我在TSQL中实现了标准的Levenshtein编辑距离函数,并进行了几次优化,提高了我所知道的其他版本的速度.在两个字符串在其开始处具有共同字符的情况下(共享前缀),在它们的末尾共享字符(共享后缀),并且当字符串很大并且提供最大编辑距离时,速度的提高是显着的.例如,当输入是两个非常相似的4000个字符串,并且指定了最大编辑距离2时,这几乎比edit_distance_within在接受的答案中起作用,在0.073秒(73毫秒)和55秒之间返回答案.它还具有内存效率,使用的空间等于两个输入字符串中较大的一个加上一些常量空间.它使用表示列的单个nvarchar"数组",并在其中进行所有计算,以及一些辅助int变量.

优化:

跳过共享前缀和/或后缀的处理
如果较大的字符串以较小的字符串开头或结尾,则提前返回
如果尺寸差异保证最大距离将被超过,则提前返回
仅使用表示矩阵中的列的单个数组(实现为nvarchar)
当给出最大距离时,时间复杂度从(len1*len2)变为(min(len1,len2))即线性
当给出最大距离时,一旦知道最大距离界限就不能实现早期返回

我在TSQL中关于Levenshtein的博客文章中更详细地描述了优化,并将链接链接到另一个具有类似Damerau-Levenshtein实现的帖子.但这里是代码(2014年1月20日更新,以加快它的速度):

-- =============================================
-- Computes and returns the Levenshtein edit distance between two strings, i.e. the
-- number of insertion, deletion, and sustitution edits required to transform one
-- string to the other, or NULL if @max is exceeded. Comparisons use the case-
-- sensitivity configured in SQL Server (case-insensitive by default).
-- 
-- Based on Sten Hjelmqvist's "Fast, memory efficient" algorithm, described
-- at http://www.codeproject.com/Articles/13525/Fast-memory-efficient-Levenshtein-algorithm,
-- with some additional optimizations.
-- =============================================
CREATE FUNCTION [dbo].[Levenshtein](
    @s nvarchar(4000)
  , @t nvarchar(4000)
  , @max int
)
RETURNS int
WITH SCHEMABINDING
AS
BEGIN
    DECLARE @distance int = 0 -- return variable
          , @v0 nvarchar(4000)-- running scratchpad for storing computed distances
          , @start int = 1      -- index (1 based) of first non-matching character between the two string
          , @i int, @j int      -- loop counters: i for s string and j for t string
          , @diag int          -- distance in cell diagonally above and left if we were using an m by n matrix
          , @left int          -- distance in cell to the left if we were using an m by n matrix
          , @sChar nchar      -- character at index i from s string
          , @thisJ int          -- temporary storage of @j to allow SELECT combining
          , @jOffset int      -- offset used to calculate starting value for j loop
          , @jEnd int          -- ending value for j loop (stopping point for processing a column)
          -- get input string lengths including any trailing spaces (which SQL Server would otherwise ignore)
          , @sLen int = datalength(@s) / datalength(left(left(@s, 1) + '.', 1))    -- length of smaller string
          , @tLen int = datalength(@t) / datalength(left(left(@t, 1) + '.', 1))    -- length of larger string
          , @lenDiff int      -- difference in length between the two strings
    -- if strings of different lengths, ensure shorter string is in s.

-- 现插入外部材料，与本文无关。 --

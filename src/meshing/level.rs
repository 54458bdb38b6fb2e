//! The CFD mesh level schedule.

use std::fmt;
use std::str::FromStr;

/// Surface mesh family a volume level extrudes from.
///
/// The three coarse levels share the S1 family surface; the two finest
/// extrude from the 1.5x finer S0.7 family.
#[derive(Clone, Copy, Debug, PartialEq, Eq, Hash)]
pub enum SurfaceFamily {
    S1,
    S0_7,
}

impl SurfaceFamily {
    /// File-name label.
    pub fn label(&self) -> &'static str {
        match self {
            SurfaceFamily::S1 => "S1",
            SurfaceFamily::S0_7 => "S0.7",
        }
    }

    /// Surface cell refinement relative to the S1 family.
    pub fn refinement(&self) -> f64 {
        match self {
            SurfaceFamily::S1 => 1.0,
            SurfaceFamily::S0_7 => 1.5,
        }
    }

    /// Both families.
    pub fn all() -> [SurfaceFamily; 2] {
        [SurfaceFamily::S1, SurfaceFamily::S0_7]
    }
}

impl fmt::Display for SurfaceFamily {
    fn fmt(&self, f: &mut fmt::Formatter<'_>) -> fmt::Result {
        f.write_str(self.label())
    }
}

/// One level of the volume-mesh schedule, L3 (coarsest) to L0.7 (finest).
#[derive(Clone, Copy, Debug, PartialEq, Eq, Hash)]
pub enum MeshLevel {
    L3,
    L2,
    L1_4,
    L1,
    L0_7,
}

impl MeshLevel {
    /// Spacing factor relative to the L2 baseline.
    pub fn factor(&self) -> f64 {
        match self {
            MeshLevel::L3 => 0.5,
            MeshLevel::L2 => 1.0,
            MeshLevel::L1_4 => 1.4,
            MeshLevel::L1 => 2.0,
            MeshLevel::L0_7 => 2.8,
        }
    }

    /// First off-wall spacing in metres.
    pub fn s0(&self) -> f64 {
        3.6e-6 / self.factor()
    }

    /// Farfield march distance, adjusted per level so the farfield sits
    /// at a comparable physical distance after coarsening.
    pub fn march_dist(&self) -> f64 {
        match self {
            MeshLevel::L3 => 350.0,
            MeshLevel::L2 => 325.0,
            MeshLevel::L1_4 => 310.0,
            MeshLevel::L1 => 305.0,
            MeshLevel::L0_7 => 300.0,
        }
    }

    /// Coarsening level of the family surface (1 means use it as-is).
    pub fn coarsen(&self) -> usize {
        match self {
            MeshLevel::L3 => 3,
            MeshLevel::L2 => 2,
            MeshLevel::L1_4 => 2,
            MeshLevel::L1 => 1,
            MeshLevel::L0_7 => 1,
        }
    }

    /// How many times `coarsen()` is actually applied to the family surface.
    pub fn coarsening_applications(&self) -> usize {
        self.coarsen() - 1
    }

    /// Off-wall grid point count.
    pub fn n_grid(&self) -> usize {
        match self {
            MeshLevel::L3 => 49,
            MeshLevel::L2 => 65,
            MeshLevel::L1_4 => 97,
            MeshLevel::L1 => 129,
            MeshLevel::L0_7 => 193,
        }
    }

    /// Layers of constant spacing at the wall before stretching starts.
    pub fn n_constant_start(&self) -> usize {
        match self {
            MeshLevel::L3 => 1,
            MeshLevel::L2 => 2,
            MeshLevel::L1_4 => 2,
            MeshLevel::L1 => 3,
            MeshLevel::L0_7 => 3,
        }
    }

    /// Surface family the level extrudes from.
    pub fn family(&self) -> SurfaceFamily {
        match self {
            MeshLevel::L3 | MeshLevel::L2 | MeshLevel::L1 => SurfaceFamily::S1,
            MeshLevel::L1_4 | MeshLevel::L0_7 => SurfaceFamily::S0_7,
        }
    }

    /// Level label, e.g. `L1.4`.
    pub fn label(&self) -> &'static str {
        match self {
            MeshLevel::L3 => "L3",
            MeshLevel::L2 => "L2",
            MeshLevel::L1_4 => "L1.4",
            MeshLevel::L1 => "L1",
            MeshLevel::L0_7 => "L0.7",
        }
    }

    /// Volume mesh name stem, e.g. `wing_vol_L2`.
    pub fn mesh_name(&self) -> String {
        format!("wing_vol_{}", self.label())
    }

    /// Surface mesh file name, e.g. `wing_surf_S1_L2.xyz`.
    pub fn surface_file_name(&self) -> String {
        format!("wing_surf_{}_{}.xyz", self.family().label(), self.label())
    }

    /// All levels, coarsest first.
    pub fn all() -> [MeshLevel; 5] {
        [
            MeshLevel::L3,
            MeshLevel::L2,
            MeshLevel::L1_4,
            MeshLevel::L1,
            MeshLevel::L0_7,
        ]
    }
}

impl fmt::Display for MeshLevel {
    fn fmt(&self, f: &mut fmt::Formatter<'_>) -> fmt::Result {
        f.write_str(self.label())
    }
}

impl FromStr for MeshLevel {
    type Err = String;

    fn from_str(s: &str) -> Result<Self, Self::Err> {
        match s {
            "L3" => Ok(MeshLevel::L3),
            "L2" => Ok(MeshLevel::L2),
            "L1.4" => Ok(MeshLevel::L1_4),
            "L1" => Ok(MeshLevel::L1),
            "L0.7" => Ok(MeshLevel::L0_7),
            other => Err(format!("unknown mesh level '{}'", other)),
        }
    }
}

This can result in a little
    -- faster speed by spending more time spinning just the inner loop during the main processing.
    IF (@sLen > @tLen) BEGIN
        SELECT @v0 = @s, @i = @sLen -- temporarily use v0 for swap
        SELECT @s = @t, @sLen = @tLen
        SELECT @t = @v0, @tLen = @i
    END
    SELECT @max = ISNULL(@max, @tLen)
         , @lenDiff = @tLen - @sLen
    IF @lenDiff > @max RETURN NULL

    -- suffix common to both strings can be ignored
    WHILE(@sLen > 0 AND SUBSTRING(@s, @sLen, 1) = SUBSTRING(@t, @tLen, 1))
        SELECT @sLen = @sLen - 1, @tLen = @tLen - 1

    IF (@sLen = 0) RETURN @tLen

    -- prefix common to both strings can be ignored
    WHILE (@start < @sLen AND SUBSTRING(@s, @start, 1) = SUBSTRING(@t, @start, 1)) 
        SELECT @start = @start + 1
    IF (@start > 1) BEGIN
        SELECT @sLen = @sLen - (@start - 1)
             , @tLen = @tLen - (@start - 1)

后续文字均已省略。